With the proposed method, we further demonstrated in vivo assessment of tissue injury on human skin. In this pilot study, vasculature of the cutaneous burn scar of a human subject was evaluated with the mOMAG microangiograms. Compared to a standard visual inspection of the burn scar,40 the scar vascularity would be a potential indicator to assess the scar progression, providing early diagnosis and proper treatment of pathological scarring.27 Vascular imaging was carried out over a 10-month-old scar resulting from an accident radiation burn with a laser on a left dorsal hand of a 34-year-old male subject. Figure 5(a) is a photograph of the left dorsal hand, where the imaging areas (2.0×2.0mm2) are located in a solid box (scar) and a dashed box (normal) on the skin surface. En face (XY) MIP views of 3-D mOMAG vasculatures of the normal skin and the burn scar over depth of 719μm from the surface are shown in Figs. 5(b) and 5(c), respectively. Visually, most of the vessels in the burn scar were much larger in diameter and abundant than those in the normal skin. The scar vessel diameters ranged from 30 to 70 μm, whereas the normal skin had vessel diameters <50μm. For quantitative assessment of the vasculatures, vessel area density (VAD) was calculated within a small window (32×32pixels) and mapped by sliding the window across the whole image.41 The window size of 32 pixels (250μm) was large enough to include one or more vessels in our experiment. Figures 5(d) and 5(e) show the color-coded VAD maps of the normal skin and the burn scar, respectively. Several reddish areas (VAD>0.4) are apparent in the scar vasculature [Fig. 5(e)] compared to the normal one [Fig. 5(d)], meaning the burn scar exhibits larger portion of the vessel area per unit area of the tissue compared to the normal skin. Mean and sd of each VAD map was determined to be 0.30±0.08 (normal skin) and 0.42±0.06 (burn scar), as shown in Fig. 5(f). The vessel dilation and proliferation in the scar tissue were well correlated with results of previous studies.27,42 This demonstration indicates that the proposed approach may be effective in the assessment of the microvasculatures of human skin lesions in vivo.

Graphic Jump LocationF5 :

(a) Photograph of a 10-month-old scar due to a laser burn (a solid box) and an adjacent normal skin (a dashed box) on the left dorsal hand of a human subject. (b) and (c) En face (XY) MIP view images [2.0mm(X)×2.0mm(Y)] of the vasculatures over a physical depth of 719 μm below the surface of the normal skin tissue and the scarred tissue. (d) and (e) Color-coded vessel density area maps of the normal skin and the scarred tissue, respectively, and their mean and standard deviation values are represented as error bars in (f).

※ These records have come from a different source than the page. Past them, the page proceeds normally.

//! A single module's IR body: the value/operation entity store plus port
//! bindings, exposed through a typed construction and query façade.

use slotmap::SlotMap;

use super::attribute::AttributeValue;
use super::operation::Operation;
use super::port::{InoutPort, InputPort, OutputPort};
use super::srcloc::SourceLocation;
use super::value::{OperationId, Value, ValueId, ValueUser};
use crate::schema::OperationKind;
use crate::symbol::{SymbolId, SymbolTable};

/// One module's dataflow graph: values, operations, and the three port
/// collections at the module boundary.
///
/// `Graph` exclusively owns its values and operations (§3's ownership
/// invariant): dropping a `Graph` drops all of its entities.
#[derive(Debug, Clone)]
pub struct Graph {
    name: String,
    symbols: SymbolTable,
    values: SlotMap<ValueId, Value>,
    value_by_symbol: std::collections::HashMap<SymbolId, ValueId>,
    operations: SlotMap<OperationId, Operation>,
    operation_by_symbol: std::collections::HashMap<SymbolId, OperationId>,
    operation_order: Vec<OperationId>,
    input_ports: Vec<InputPort>,
    output_ports: Vec<OutputPort>,
    inout_ports: Vec<InoutPort>,
}

impl Graph {
    pub(super) fn new(name: impl Into<String>) -> Self {
        Self {
            name: name.into(),
            symbols: SymbolTable::new(),
            values: SlotMap::with_key(),
            value_by_symbol: Default::default(),
            operations: SlotMap::with_key(),
            operation_by_symbol: Default::default(),
            operation_order: Vec::new(),
            input_ports: Vec::new(),
            output_ports: Vec::new(),
            inout_ports: Vec::new(),
        }
    }

    /// This graph's name.
    pub fn name(&self) -> &str {
        &self.name
    }

    // -- Symbols -----------------------------------------------------

    /// Interns `text` into this graph's symbol table.
    pub fn intern_symbol(&mut self, text: impl Into<String>) -> SymbolId {
        self.symbols.intern(text)
    }

    /// Looks up a previously-interned symbol without interning it.
    pub fn find_symbol(&self, text: &str) -> Option<SymbolId> {
        self.symbols.find(text)
    }

    /// Resolves a symbol id back to its text.
    pub fn symbol_text(&self, id: SymbolId) -> &str {
        self.symbols.text(id)
    }

    // -- Values --------------------------------------------------------

    /// Creates a new value named `sym` with the given width and signedness.
    ///
    /// # Panics
    /// Panics if `sym` already names a value in this graph, or if `width` is
    /// negative — both are programmer errors per §7's taxonomy.
    pub fn create_value(&mut self, sym: SymbolId, width: i32, is_signed: bool) -> ValueId {
        assert!(
            !self.value_by_symbol.contains_key(&sym),
            "symbol '{}' already names a value in graph '{}'",
            self.symbols.text(sym),
            self.name
        );
        let id = self.values.insert(Value::new(sym, width, is_signed));
        self.value_by_symbol.insert(sym, id);
        id
    }

    /// Looks up the id of the value named `sym`, if any.
    pub fn find_value(&self, sym: SymbolId) -> Option<ValueId> {
        self.value_by_symbol.get(&sym).copied()
    }

    /// Resolves a value id to its data.
    ///
    /// # Panics
    /// Panics if `id` does not name a value owned by this graph.
    pub fn get_value(&self, id: ValueId) -> &Value {
        self.values
            .get(id)
            .unwrap_or_else(|| panic!("value id {id:?} not owned by graph '{}'", self.name))
    }

    /// All (symbol, value) pairs owned by this graph, in arbitrary order.
    pub fn values(&self) -> impl Iterator<Item = (ValueId, &Value)> {
        self.values.iter()
    }

    /// Mutable access to a value's stored user list, for the verifier's
    /// cache-repair step. Not exposed for general mutation: callers outside
    /// the verifier should go through [`Graph::add_operand`]/[`Graph::erase_op`].
    ///
    /// # Panics
    /// Panics if `id` does not name a value owned by this graph.
    pub fn value_users_mut(&mut self, id: ValueId) -> &mut Vec<ValueUser> {
        self.values
            .get_mut(id)
            .unwrap_or_else(|| panic!("value id {id:?} not owned by graph '{}'", self.name))
            .users_mut()
    }

    // -- Operations ------------------------------------------------------

    /// Creates a new operation of `kind` named `sym`, appended to the
    /// insertion-ordered operation list.
    ///
    /// # Panics
    /// Panics if `sym` already names an operation in this graph.
    pub fn create_operation(&mut self, kind: OperationKind, sym: SymbolId) -> OperationId {
        assert!(
            !self.operation_by_symbol.contains_key(&sym),
            "symbol '{}' already names an operation in graph '{}'",
            self.symbols.text(sym),
            self.name
        );
        let id = self.operations.insert(Operation::new(kind, sym));
        self.operation_by_symbol.insert(sym, id);
        self.operation_order.push(id);
        id
    }

    /// Looks up the id of the operation named `sym`, if any.
    pub fn find_operation(&self, sym: SymbolId) -> Option<OperationId> {
        self.operation_by_symbol.get(&sym).copied()
    }

    /// Resolves an operation id to its data.
    ///
    /// # Panics
    /// Panics if `id` does not name an operation owned by this graph.
    pub fn get_operation(&self, id: OperationId) -> &Operation {
        self.operations
            .get(id)
            .unwrap_or_else(|| panic!("operation id {id:?} not owned by graph '{}'", self.name))
    }

    /// Resolves an operation id to its data, or `None` if `id` does not (or
    /// no longer) name an operation in this graph. Unlike [`Graph::get_operation`]
    /// this never panics — used by the verifier to check a stale reference
    /// without assuming it still resolves.
    pub fn operation_by_id(&self, id: OperationId) -> Option<&Operation> {
        self.operations.get(id)
    }

    /// The canonical, insertion-ordered list of operation ids. Deterministic
    /// passes must iterate operations in this order.
    pub fn operation_order(&self) -> &[OperationId] {
        &self.operation_order
    }

    /// Appends `value_id` to `op_id`'s operand list, recording a matching
    /// user entry on the value.
    pub fn add_operand(&mut self, op_id: OperationId, value_id: ValueId) {
        let index = self.get_operation(op_id).operands().len();
        self.operations
            .get_mut(op_id)
            .expect("operand added to operation not owned by this graph")
            .operands_mut()
            .push(value_id);
        self.values
            .get_mut(value_id)
            .expect("operand value not owned by this graph")
            .users_mut()
            .push(ValueUser {
                operation: op_id,
                operand_index: index,
            });
    }

    /// Appends `value_id` to `op_id`'s result list, marking the value as
    /// defined by this operation.
    ///
    /// # Panics
    /// Panics if `value_id` is already the result of another operation
    /// (§3's result-uniqueness invariant).
    pub fn add_result(&mut self, op_id: OperationId, value_id: ValueId) {
        {
            let value = self
                .values
                .get(value_id)
                .expect("result value not owned by this graph");
            assert!(
                value.defining_op().is_none(),
                "value already defined by another operation"
            );
        }
        self.operations
            .get_mut(op_id)
            .expect("result added to operation not owned by this graph")
            .results_mut()
            .push(value_id);
        self.values
            .get_mut(value_id)
            .unwrap()
            .set_defining_op(Some(op_id));
    }

    /// Replaces `op_id`'s result at `index` with `new_value_id`: the old
    /// value is no longer considered defined by `op_id`, and `new_value_id`
    /// becomes its replacement.
    ///
    /// The caller is responsible for ensuring no other operation already
    /// defines `new_value_id`.
    pub fn replace_result(&mut self, op_id: OperationId, index: usize, new_value_id: ValueId) {
        let old_value_id = {
            let op = self
                .operations
                .get(op_id)
                .expect("replace_result on operation not owned by this graph");
            *op.results()
                .get(index)
                .expect("replace_result index out of range")
        };
        if let Some(old_value) = self.values.get_mut(old_value_id) {
            old_value.set_defining_op(None);
        }
        self.operations.get_mut(op_id).unwrap().results_mut()[index] = new_value_id;
        self.values
            .get_mut(new_value_id)
            .expect("new result value not owned by this graph")
            .set_defining_op(Some(op_id));
    }

    /// Removes `op_id` from the graph, detaching it from the user lists of
    /// its own operands and clearing the defining-op link on its own
    /// results.
    ///
    /// Returns `false` (refusing to erase) if any of `op_id`'s result values
    /// still have other consumers — erasing it would silently orphan them.
    /// Callers must detach or replace those consumers first (e.g. via
    /// [`Graph::replace_result`] on the new producer).
    pub fn erase_op(&mut self, op_id: OperationId) -> bool {
        let Some(op) = self.operations.get(op_id) else {
            return false;
        };
        for &result in op.results() {
            if let Some(value) = self.values.get(result) {
                if !value.users().is_empty() {
                    return false;
                }
            }
        }

        let operands = op.operands().to_vec();
        let results = op.results().to_vec();

        for operand in operands {
            if let Some(value) = self.values.get_mut(operand) {
                value.users_mut().retain(|user| user.operation != op_id);
            }
        }
        for result in results {
            if let Some(value) = self.values.get_mut(result) {
                value.set_defining_op(None);
            }
        }

        let symbol = op.symbol();
        self.operations.remove(op_id);
        self.operation_by_symbol.remove(&symbol);
        self.operation_order.retain(|&id| id != op_id);
        true
    }

    /// Inserts or replaces attribute `name` on `op_id`.
    pub fn set_attr(&mut self, op_id: OperationId, name: impl Into<String>, value: AttributeValue) {
        self.operations
            .get_mut(op_id)
            .expect("set_attr on operation not owned by this graph")
            .set_attr(name, value);
    }

    /// Removes attribute `name` from `op_id`, returning its prior value.
    pub fn remove_attr(&mut self, op_id: OperationId, name: &str) -> Option<AttributeValue> {
        self.operations
            .get_mut(op_id)
            .expect("remove_attr on operation not owned by this graph")
            .remove_attr(name)
    }

    /// Records a source location for `value_id`.
    pub fn set_value_src_loc(&mut self, value_id: ValueId, loc: SourceLocation) {
        self.values
            .get_mut(value_id)
            .expect("set_value_src_loc on value not owned by this graph")
            .set_src_loc(loc);
    }

    /// Records a source location for `op_id`.
    pub fn set_op_src_loc(&mut self, op_id: OperationId, loc: SourceLocation) {
        self.operations
            .get_mut(op_id)
            .expect("set_op_src_loc on operation not owned by this graph")
            .set_src_loc(loc);
    }

    // -- Ports -----------------------------------------------------------

    /// Binds `name` as an input port driving `value`, setting `isInput`.
    ///
    /// # Panics
    /// Panics if `value` is already bound to any port (double-binding).
    pub fn bind_input_port(&mut self, name: SymbolId, value: ValueId) {
        self.assert_unbound(value);
        self.values
            .get_mut(value)
            .expect("bind_input_port on value not owned by this graph")
            .direction_mut()
            .is_input = true;
        self.input_ports.push(InputPort { name, value });
    }

    /// Binds `name` as an output port driven by `value`, setting `isOutput`.
    ///
    /// # Panics
    /// Panics if `value` is already bound to any port (double-binding).
    pub fn bind_output_port(&mut self, name: SymbolId, value: ValueId) {
        self.assert_unbound(value);
        self.values
            .get_mut(value)
            .expect("bind_output_port on value not owned by this graph")
            .direction_mut()
            .is_output = true;
        self.output_ports.push(OutputPort { name, value });
    }

    /// Binds `name` as an inout port with legs `inp`/`out`/`oe`, setting
    /// `isInout` on all three values.
    ///
    /// # Panics
    /// Panics if any of the three values is already bound to any port.
    pub fn bind_inout_port(&mut self, name: SymbolId, inp: ValueId, out: ValueId, oe: ValueId) {
        for value in [inp, out, oe] {
            self.assert_unbound(value);
        }
        for value in [inp, out, oe] {
            self.values
                .get_mut(value)
                .expect("bind_inout_port on value not owned by this graph")
                .direction_mut()
                .is_inout = true;
        }
        self.inout_ports.push(InoutPort {
            name,
            inp,
            out,
            oe,
        });
    }

    fn assert_unbound(&self, value: ValueId) {
        let direction = self.get_value(value).direction();
        assert!(
            !direction.is_input && !direction.is_output && !direction.is_inout,
            "value already bound to a port"
        );
    }

    /// Declared input ports, in binding order.
    pub fn input_ports(&self) -> &[InputPort] {
        &self.input_ports
    }

    /// Declared output ports, in binding order.
    pub fn output_ports(&self) -> &[OutputPort] {
        &self.output_ports
    }

    /// Declared inout ports, in binding order.
    pub fn inout_ports(&self) -> &[InoutPort] {
        &self.inout_ports
    }
}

In summary, we have presented a method capable of providing improved blood-flow images of highly scattering human skin tissue using a modified OCT microangiography technique that utilizes the VCSEL SS-OCT system. The method consists of masking UHS-OMAG image with a binary representation of cmOCT image, leading to reduction of the residual static artifacts. The technique has been tested with a tissue-like flow phantom and compared with the conventional UHS-OMAG and cmOCT methods, showing that it delivered higher contrast in the flow image. From the vascular imaging results obtained from human subject, it was found that the proposed method (mOMAG) delineated the cleanest microvessel networks for the skin tissue compared to the other two methods. Further, the clinical potential of mOMAG was investigated with quantitative assessment of vasculature in a human burn scar in vivo. Significant vascular difference was found between normal and scarred skin regions. Therefore, we believe that our proposed method is of clinical value, which may help evaluate skin microvasculature and its related diseases.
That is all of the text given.